И Прокоповичу:
«Верно, ходят какие-нибудь толки о „Мертвых душах“. Ради дружбы нашей, доведи их до моего сведения, каковы бы они ни были и от кого бы ни были. Мне все они равно нужны. Ты не можешь себе представить, как они мне нужны. Недурно также означить, из чьих уст вышли они…»[360]
И Марии Балабиной:
«Известите меня обо мне: записывайте все, что когда-либо вам случится услышать обо мне… Просите также ваших братцев, – в ту же минуту, как только они услышат какое-нибудь суждение обо мне, справедливое или несправедливое, дельное или ничтожное, в ту же минуту его на лоскуточек бумажки, и этот лоскуточек вложите в ваше письмо».[361]
И Шевыреву:
«Ты пишешь в твоем письме, чтобы я, не глядя ни на какие критики, шел смело вперед. Но я могу идти смело вперед только тогда, когда взгляну на те критики. Критика придает мне крылья. После критики, всеобщего шума и разноголосья мне всегда ясней представляется мое творенье. Мне даже критики Булгарина приносят пользу».[362]
Да, он с покорностью принимал жестокие нападки со стороны Булгарина, Сенковского, Греча, которые упрекали его за неправильный стиль и ставили его ниже Поля де Кока. Но, признавая вместе с ними, что опубликованная книга содержала много недостатков, его вера в нравственную ценность своей книги оставалась непоколебимой. По мере того как до него доходили враждебные или льстивые статьи из Санкт-Петербурга и Москвы, он начинал лучше видеть необходимость расширить изначально задуманный сюжет. Он нарисовал ад русской жизни со всеми его ужасами. Теперь он покажет чистилище, заполненное чистыми и здравыми душами, наполненными благородными побуждениями. И в третьем томе, после того, как он станет абсолютно достойным писать на эту тему, он введет своих читателей в сверкающую безусловность рая. Интеллектуалы вряд ли смогут понять такой великий замысел, думал он. Мнение критиков и коллег его волновало меньше, чем мнение широкой публики, так как Бог вложил в его руку перо именно для того, чтобы спасти эту публику.

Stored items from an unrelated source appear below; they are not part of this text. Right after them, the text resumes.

//! Aggregate reducers for the shop.
//!
//! A single aggregate owns the buyer's cart, wishlist, ledger and checkout,
//! because the inventory gate needs all of them at once.

pub mod shop;

pub use shop::{ShopAction, ShopEnvironment, ShopReducer, ShopState};
//! Configuration management for the shop.
//!
//! Loads configuration from environment variables with sensible defaults.

use serde::{Deserialize, Serialize};
use std::env;
use std::path::PathBuf;
use std::time::Duration;

/// Application configuration loaded from environment variables.
#[derive(Debug, Clone, PartialEq, Eq, Serialize, Deserialize)]
pub struct Config {
    /// Client store configuration
    pub store: StoreConfig,
    /// Checkout configuration
    pub checkout: CheckoutConfig,
    /// Optional JSON catalog for the demo (`VYBZ_CATALOG_PATH`)
    pub catalog_path: Option<PathBuf>,
}

/// Client store configuration
#[derive(Debug, Clone, PartialEq, Eq, Serialize, Deserialize)]
pub struct StoreConfig {
    /// Directory holding `cart.json`, `wishlist.json` and `ticketsSold.json`
    pub data_dir: PathBuf,
}

/// Checkout configuration
#[derive(Debug, Clone, PartialEq, Eq, Serialize, Deserialize)]
pub struct CheckoutConfig {
    /// Simulated payment processing delay in milliseconds (default: 2000)
    pub payment_delay_ms: u64,
    /// How long callers wait for an outcome, in seconds (default: 30)
    pub timeout_secs: u64,
    /// Display currency label (default: KES)
    pub currency: String,
}

impl CheckoutConfig {
    /// Payment delay as a `Duration`
    #[must_use]
    pub const fn payment_delay(&self) -> Duration {
        Duration::from_millis(self.payment_delay_ms)
    }

    /// Outcome wait timeout as a `Duration`
    #[must_use]
    pub const fn timeout(&self) -> Duration {
        Duration::from_secs(self.timeout_secs)
    }
}

impl Default for Config {
    fn default() -> Self {
        Self {
            store: StoreConfig {
                data_dir: PathBuf::from(".vybz"),
            },
            checkout: CheckoutConfig {
                payment_delay_ms: 2000,
                timeout_secs: 30,
                currency: "KES".to_string(),
            },
            catalog_path: None,
        }
    }
}

impl Config {
    /// Load configuration from environment variables.
    ///
    /// Unset or unparsable variables fall back to the defaults.
    #[must_use]
    pub fn from_env() -> Self {
        Self::from_lookup(|key| env::var(key).ok())
    }

    /// Build configuration from an arbitrary variable lookup.
    #[must_use]
    pub fn from_lookup<F>(lookup: F) -> Self
    where
        F: Fn(&str) -> Option<String>,
    {
        let defaults = Self::default();
        Self {
            store: StoreConfig {
                data_dir: lookup("VYBZ_DATA_DIR")
                    .filter(|s| !s.trim().is_empty())
                    .map_or(defaults.store.data_dir, PathBuf::from),
            },
            checkout: CheckoutConfig {
                payment_delay_ms: lookup("VYBZ_PAYMENT_DELAY_MS")
                    .and_then(|s| s.parse().ok())
                    .unwrap_or(defaults.checkout.payment_delay_ms),
                timeout_secs: lookup("VYBZ_CHECKOUT_TIMEOUT_SECS")
                    .and_then(|s| s.parse().ok())
                    .filter(|&secs: &u64| secs > 0)
                    .unwrap_or(defaults.checkout.timeout_secs),
                currency: lookup("VYBZ_CURRENCY")
                    .filter(|s| !s.trim().is_empty())
                    .unwrap_or(defaults.checkout.currency),
            },
            catalog_path: lookup("VYBZ_CATALOG_PATH")
                .filter(|s| !s.trim().is_empty())
                .map(PathBuf::from),
        }
    }
}

#[cfg(test)]
mod tests {
    use super::*;
    use std::collections::HashMap;

    fn lookup(vars: &[(&str, &str)]) -> impl Fn(&str) -> Option<String> {
        let vars: HashMap<String, String> = vars
            .iter()
            .map(|(k, v)| ((*k).to_string(), (*v).to_string()))
            .collect();
        move |key| vars.get(key).cloned()
    }

    #[test]
    fn defaults_when_nothing_is_set() {
        let config = Config::from_lookup(lookup(&[]));
        assert_eq!(config, Config::default());
        assert_eq!(config.checkout.payment_delay(), Duration::from_secs(2));
        assert_eq!(config.checkout.timeout(), Duration::from_secs(30));
        assert_eq!(config.store.data_dir, PathBuf::from(".vybz"));
    }

    #[test]
    fn variables_override_defaults() {
        let config = Config::from_lookup(lookup(&[
            ("VYBZ_DATA_DIR", "/tmp/vybz"),
            ("VYBZ_PAYMENT_DELAY_MS", "50"),
            ("VYBZ_CHECKOUT_TIMEOUT_SECS", "5"),
            ("VYBZ_CURRENCY", "USD"),
            ("VYBZ_CATALOG_PATH", "events.json"),
        ]));
        assert_eq!(config.store.data_dir, PathBuf::from("/tmp/vybz"));
        assert_eq!(config.checkout.payment_delay_ms, 50);
        assert_eq!(config.checkout.timeout_secs, 5);
        assert_eq!(config.checkout.currency, "USD");
        assert_eq!(config.catalog_path, Some(PathBuf::from("events.json")));
    }

    #[test]
    fn garbage_falls_back() {
        let config = Config::from_lookup(lookup(&[
            ("VYBZ_PAYMENT_DELAY_MS", "soon"),
            ("VYBZ_CHECKOUT_TIMEOUT_SECS", "0"),
            ("VYBZ_DATA_DIR", "  "),
        ]));
        assert_eq!(config, Config::default());
    }
}
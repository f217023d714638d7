//! Domain types for the Vybz Circle shop.
//!
//! Value objects (ids, money, audience, payment method), the read-only
//! [`Event`] and the persisted records built from it: cart lines and the
//! tickets-sold ledger.

use chrono::NaiveDateTime;
use serde::de::{self, Visitor};
use serde::{Deserialize, Deserializer, Serialize};
use std::collections::BTreeMap;
use std::fmt;
use std::str::FromStr;
use uuid::Uuid;

// ============================================================================
// Identifiers
// ============================================================================

/// Stable identifier of an event.
///
/// Stored as a string; numeric ids coming from the hosted backend are
/// stringified on the way in so `"42"` and `42` name the same event.
#[derive(Clone, Debug, PartialEq, Eq, PartialOrd, Ord, Hash, Serialize)]
#[serde(transparent)]
pub struct EventId(String);

struct EventIdVisitor;

impl Visitor<'_> for EventIdVisitor {
    type Value = EventId;

    fn expecting(&self, f: &mut fmt::Formatter<'_>) -> fmt::Result {
        f.write_str("an event id string or integer")
    }

    fn visit_str<E: de::Error>(self, v: &str) -> Result<EventId, E> {
        Ok(EventId::new(v))
    }

    fn visit_string<E: de::Error>(self, v: String) -> Result<EventId, E> {
        Ok(EventId(v))
    }

    fn visit_u64<E: de::Error>(self, v: u64) -> Result<EventId, E> {
        Ok(EventId::from(v))
    }

    fn visit_i64<E: de::Error>(self, v: i64) -> Result<EventId, E> {
        Ok(EventId(v.to_string()))
    }
}

impl<'de> Deserialize<'de> for EventId {
    fn deserialize<D: Deserializer<'de>>(deserializer: D) -> Result<Self, D::Error> {
        deserializer.deserialize_any(EventIdVisitor)
    }
}

impl EventId {
    /// Wrap an existing identifier
    #[must_use]
    pub fn new(id: impl Into<String>) -> Self {
        Self(id.into())
    }

    /// Fresh random identifier for a newly drafted event
    #[must_use]
    pub fn generate() -> Self {
        Self(Uuid::new_v4().to_string())
    }

    /// The identifier as a string slice
    #[must_use]
    pub fn as_str(&self) -> &str {
        &self.0
    }
}

impl From<&str> for EventId {
    fn from(id: &str) -> Self {
        Self::new(id)
    }
}

impl From<String> for EventId {
    fn from(id: String) -> Self {
        Self(id)
    }
}

impl From<u64> for EventId {
    fn from(id: u64) -> Self {
        Self(id.to_string())
    }
}

impl fmt::Display for EventId {
    fn fmt(&self, f: &mut fmt::Formatter<'_>) -> fmt::Result {
        f.write_str(&self.0)
    }
}

/// Unique identifier for a payment attempt
#[derive(Clone, Copy, Debug, PartialEq, Eq, Hash, Serialize, Deserialize)]
pub struct PaymentId(Uuid);

impl PaymentId {
    /// Creates a new random `PaymentId`
    #[must_use]
    pub fn new() -> Self {
        Self(Uuid::new_v4())
    }

    /// Create a `PaymentId` from a `Uuid`
    #[must_use]
    pub const fn from_uuid(uuid: Uuid) -> Self {
        Self(uuid)
    }

    /// Get the inner UUID
    #[must_use]
    pub const fn as_uuid(&self) -> &Uuid {
        &self.0
    }
}

impl Default for PaymentId {
    fn default() -> Self {
        Self::new()
    }
}

impl fmt::Display for PaymentId {
    fn fmt(&self, f: &mut fmt::Formatter<'_>) -> fmt::Result {
        write!(f, "{}", self.0)
    }
}

// ============================================================================
// Money Value Object (whole shillings)
// ============================================================================

/// An amount in whole currency units (KES has no minor unit in ticket prices).
///
/// All arithmetic is checked; prices and totals never wrap.
#[derive(Clone, Copy, Debug, Default, PartialEq, Eq, PartialOrd, Ord, Hash, Serialize, Deserialize)]
#[serde(transparent)]
pub struct Money(u64);
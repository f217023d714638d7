//! Vybz Circle shop demo
//!
//! Walks one buyer through the shop:
//! - Browsing the March calendar
//! - Adding tickets and adjusting quantities
//! - Saving an event and moving it to the cart
//! - Paying for the cart with the `VYBZ10` coupon
//!
//! Press Ctrl-C while the payment is processing to cancel it.
//!
//! # Usage
//!
//! ```bash
//! VYBZ_DATA_DIR=/tmp/vybz VYBZ_PAYMENT_DELAY_MS=500 cargo run --bin demo
//! ```

use tokio_util::sync::CancellationToken;
use tracing_subscriber::{layer::SubscriberExt, util::SubscriberInitExt};
use vybz_circle::{
    catalog::local_now, CalendarFilter, Catalog, CircleApp, Config, PaymentMethod,
};
use vybz_core::Utc;

#[tokio::main]
async fn main() -> Result<(), Box<dyn std::error::Error>> {
    dotenvy::dotenv().ok();

    tracing_subscriber::registry()
        .with(
            tracing_subscriber::EnvFilter::try_from_default_env()
                .unwrap_or_else(|_| "info,vybz_circle=debug".into()),
        )
        .with(tracing_subscriber::fmt::layer())
        .init();

    vybz_runtime::metrics::register_metrics();
    vybz_circle::metrics::register_business_metrics();

    println!("\n============================================");
    println!("   Vybz Circle - Shop Demo");
    println!("============================================\n");

    let config = Config::from_env();
    let catalog = match &config.catalog_path {
        Some(path) => Catalog::load_json(path)?,
        None => Catalog::featured(),
    };

    let app = CircleApp::from_config(&config)?;
    let currency = config.checkout.currency.as_str();

    let mut notices = app.subscribe_notices();
    tokio::spawn(async move {
        while let Ok(notice) = notices.recv().await {
            println!("   [{:?}] {}", notice.level, notice.message);
        }
    });

    // ========== Calendar ==========

    println!("Events in March 2025 (local time {}):", local_now(Utc::now()).format("%Y-%m-%d %H:%M"));
    for event in catalog.filter(&CalendarFilter::new().in_month(2025, 3)) {
        let availability = app.availability(event).await;
        println!(
            "   {} | {} @ {} | {} | {} left ({}% sold)",
            event.date.format("%a %d %b %H:%M"),
            event.title,
            event.venue,
            event.price.labelled(currency),
            availability.available,
            availability.percent_sold
        );
    }
    println!();

    let mut events = catalog.events().iter();
    let (Some(festival), Some(comedy)) = (events.next(), events.next()) else {
        println!("Catalog needs at least two events for the demo");
        return Ok(());
    };

    // ========== Cart ==========

    println!("1. Adding tickets...");
    app.add_to_cart(festival).await?;
    let quantity = app.increase_quantity(&festival.id).await?;
    println!("   {} x {}", quantity, festival.title);

    // ========== Wishlist ==========

    println!("\n2. Saving an event for later...");
    app.toggle_wishlist(comedy).await?;
    println!("   Wishlist holds {} event(s)", app.wishlist().await.len());

    println!("\n3. Moving it to the cart...");
    match app.move_to_cart(comedy).await {
        Ok(quantity) => println!("   {} x {}", quantity, comedy.title),
        Err(error) => println!("   Could not move {}: {error}", comedy.title),
    }

    // ========== Checkout ==========

    let coupon = Some("VYBZ10");
    let quote = app.quote(coupon).await?;
    println!("\n4. Checkout summary");
    println!("   Tickets:  {}", quote.tickets);
    println!("   Subtotal: {}", quote.subtotal.labelled(currency));
    println!("   Discount: {}", quote.discount.labelled(currency));
    println!("   Total:    {}", quote.total.labelled(currency));

    println!("\n5. Paying with {} (Ctrl-C to cancel)...", PaymentMethod::Mpesa);
    let cancel = CancellationToken::new();
    let on_interrupt = cancel.clone();
    tokio::spawn(async move {
        if tokio::signal::ctrl_c().await.is_ok() {
            on_interrupt.cancel();
        }
    });

    match app.pay(coupon, PaymentMethod::Mpesa, cancel).await {
        Ok(receipt) => {
            println!(
                "   Paid {} (transaction {})",
                receipt.quote.total.labelled(currency),
                receipt.transaction_id
            );
            for (event_id, sold) in app.ledger().await.iter() {
                println!("   Event {event_id}: {sold} sold");
            }
        },
        Err(error) => println!("   Checkout failed: {error}"),
    }

    app.shutdown(config.checkout.timeout()).await?;
    println!("\nDone. Records are in {}", config.store.data_dir.display());
    Ok(())
}
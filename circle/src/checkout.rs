//! Checkout pricing and progress.
//!
//! Pricing is a pure function of the cart lines and the coupon; the
//! asynchronous part (waiting on the payment provider) lives in the shop
//! reducer, which moves a [`CheckoutPhase`] through
//! `Idle → Processing → (Refunding →) Completed | Failed`.

use crate::error::CheckoutError;
use crate::types::{CartLine, Money, PaymentId, PaymentMethod};
use chrono::{DateTime, Utc};
use serde::{Deserialize, Serialize};
use tokio_util::sync::CancellationToken;

/// The one coupon the shop honours (matched case-insensitively).
pub const COUPON_CODE: &str = "vybz10";

/// Percentage taken off the subtotal by [`COUPON_CODE`].
pub const COUPON_PERCENT: u64 = 10;

/// Whether `coupon` unlocks the discount. Surrounding whitespace is ignored.
#[must_use]
pub fn coupon_applies(coupon: Option<&str>) -> bool {
    coupon.is_some_and(|c| c.trim().eq_ignore_ascii_case(COUPON_CODE))
}

/// Priced cart.
#[derive(Clone, Copy, Debug, PartialEq, Eq, Serialize, Deserialize)]
pub struct CheckoutQuote {
    /// `Σ price × quantity`
    pub subtotal: Money,
    /// Coupon discount, rounded down
    pub discount: Money,
    /// Amount charged
    pub total: Money,
    /// Tickets across all lines
    pub tickets: u64,
}

impl CheckoutQuote {
    /// True when a coupon took something off
    #[must_use]
    pub const fn discounted(&self) -> bool {
        !self.discount.is_zero()
    }
}

/// Price `lines` with an optional coupon. No side effects.
///
/// # Errors
///
/// [`CheckoutError::AmountOverflow`] if the subtotal does not fit.
pub fn quote(lines: &[CartLine], coupon: Option<&str>) -> Result<CheckoutQuote, CheckoutError> {
    let subtotal = lines
        .iter()
        .try_fold(Money::ZERO, |acc, line| acc.checked_add(line.line_total()?))
        .ok_or(CheckoutError::AmountOverflow)?;
    let discount = if coupon_applies(coupon) {
        subtotal.percent(COUPON_PERCENT)
    } else {
        Money::ZERO
    };
    let total = subtotal
        .checked_sub(discount)
        .ok_or(CheckoutError::AmountOverflow)?;

    Ok(CheckoutQuote {
        subtotal,
        discount,
        total,
        tickets: lines.iter().map(|l| u64::from(l.quantity)).sum(),
    })
}

/// Proof of a completed checkout.
#[derive(Clone, Debug, PartialEq, Eq, Serialize, Deserialize)]
pub struct Receipt {
    /// Payment attempt
    pub payment_id: PaymentId,
    /// Provider's transaction reference
    pub transaction_id: String,
    /// How the buyer paid
    pub method: PaymentMethod,
    /// What was bought
    pub lines: Vec<CartLine>,
    /// Amounts charged
    pub quote: CheckoutQuote,
    /// When the tickets were committed
    pub paid_at: DateTime<Utc>,
}

/// Where the current (or last) checkout stands.
#[derive(Clone, Debug, Default)]
pub enum CheckoutPhase {
    /// Nothing in flight
    #[default]
    Idle,

    /// Waiting on the payment provider; the cart is locked
    Processing {
        /// Payment attempt
        payment_id: PaymentId,
        /// Method chosen by the buyer
        method: PaymentMethod,
        /// Amounts being charged
        quote: CheckoutQuote,
        /// Fired by the buyer or by a caller timeout
        cancel: CancellationToken,
    },

    /// Approved payment is being reversed after a failed commit
    Refunding {
        /// Payment attempt
        payment_id: PaymentId,
        /// Why the checkout failed
        error: CheckoutError,
    },

    /// Tickets committed, cart cleared
    Completed(Box<Receipt>),

    /// Last attempt failed; cart and ledger unchanged
    Failed {
        /// Payment attempt
        payment_id: PaymentId,
        /// Why
        error: CheckoutError,
    },
}

impl CheckoutPhase {
    /// True while the cart must not change
    #[must_use]
    pub const fn is_busy(&self) -> bool {
        matches!(self, Self::Processing { .. } | Self::Refunding { .. })
    }

    /// Payment attempt this phase belongs to
    #[must_use]
    pub const fn payment_id(&self) -> Option<PaymentId> {
        match self {
            Self::Idle => None,
            Self::Processing { payment_id, .. }
            | Self::Refunding { payment_id, .. }
            | Self::Failed { payment_id, .. } => Some(*payment_id),
            Self::Completed(receipt) => Some(receipt.payment_id),
        }
    }
}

«Творения мои тем отличаются от других произведений, что в них все могут быть судьи, все читатели от одного до другого. Потому, что предметы взяты из жизни, обращающейся вокруг каждого».[363]
Гоголь очень часто говорил с Языковым о своем плане, и поэт, убежденный славянофил, соглашался, что наступило время отказаться от сатиры и что вторая часть «Мертвых душ» должна представить посредством нескольких положительных характеров идеального русского человека, русского человека будущего. Бог смотрит свысока за работой художника над этой грандиозной патриотической картиной, и придет момент, и Он придет на помощь неожиданным образом. Пока нужно заниматься своим покаянием, освобождая себя от земных пристрастий.
«Только любовь, рожденная землей и привязанная к земле, только чувственная любовь, привязанная к образам человека, к лицу, к видимому, стоящему перед нами человеку, та любовь только не зрит Христа», – писал Гоголь Аксакову.[364]
В поисках вдохновения он поехал в Мюнхен, но там было так жарко, так душно, что он сразу же вернулся в Гастейн к больному, который ждал его с нетерпением. Пришли осенние туманы и дожди. Пейзаж помрачнел, подступили зловещие горы, водолечебница опустела. Кроме того, Гоголь считал, что воды ему ничуть не помогли. Языков скучал. Зачем оставаться под этим низким и серым небом, когда солнце сияло над Италией?
Друзья отправились в путь. Крепостной лакей сопровождал Языкова. Лицо больного искажала гримаса страдания, когда на станциях ему приходилось передвигаться на костылях. Гоголь внимательно заботился и морально поддерживал своего друга как «истинный христианин». Сначала Венеция. Затем Рим. Прибыли туда 27 сентября 1842 года. Иванова предупредили письмом о приезде, и он смог снять все так же в доме 126 по улице Феличе квартиру на третьем этаже для Гоголя и на втором для Языкова. На четвертом этаже поселился другой русский проездом в Риме, Федор Васильевич Чижов, преподаватель-адъюнкт математических наук в Петербургском университете.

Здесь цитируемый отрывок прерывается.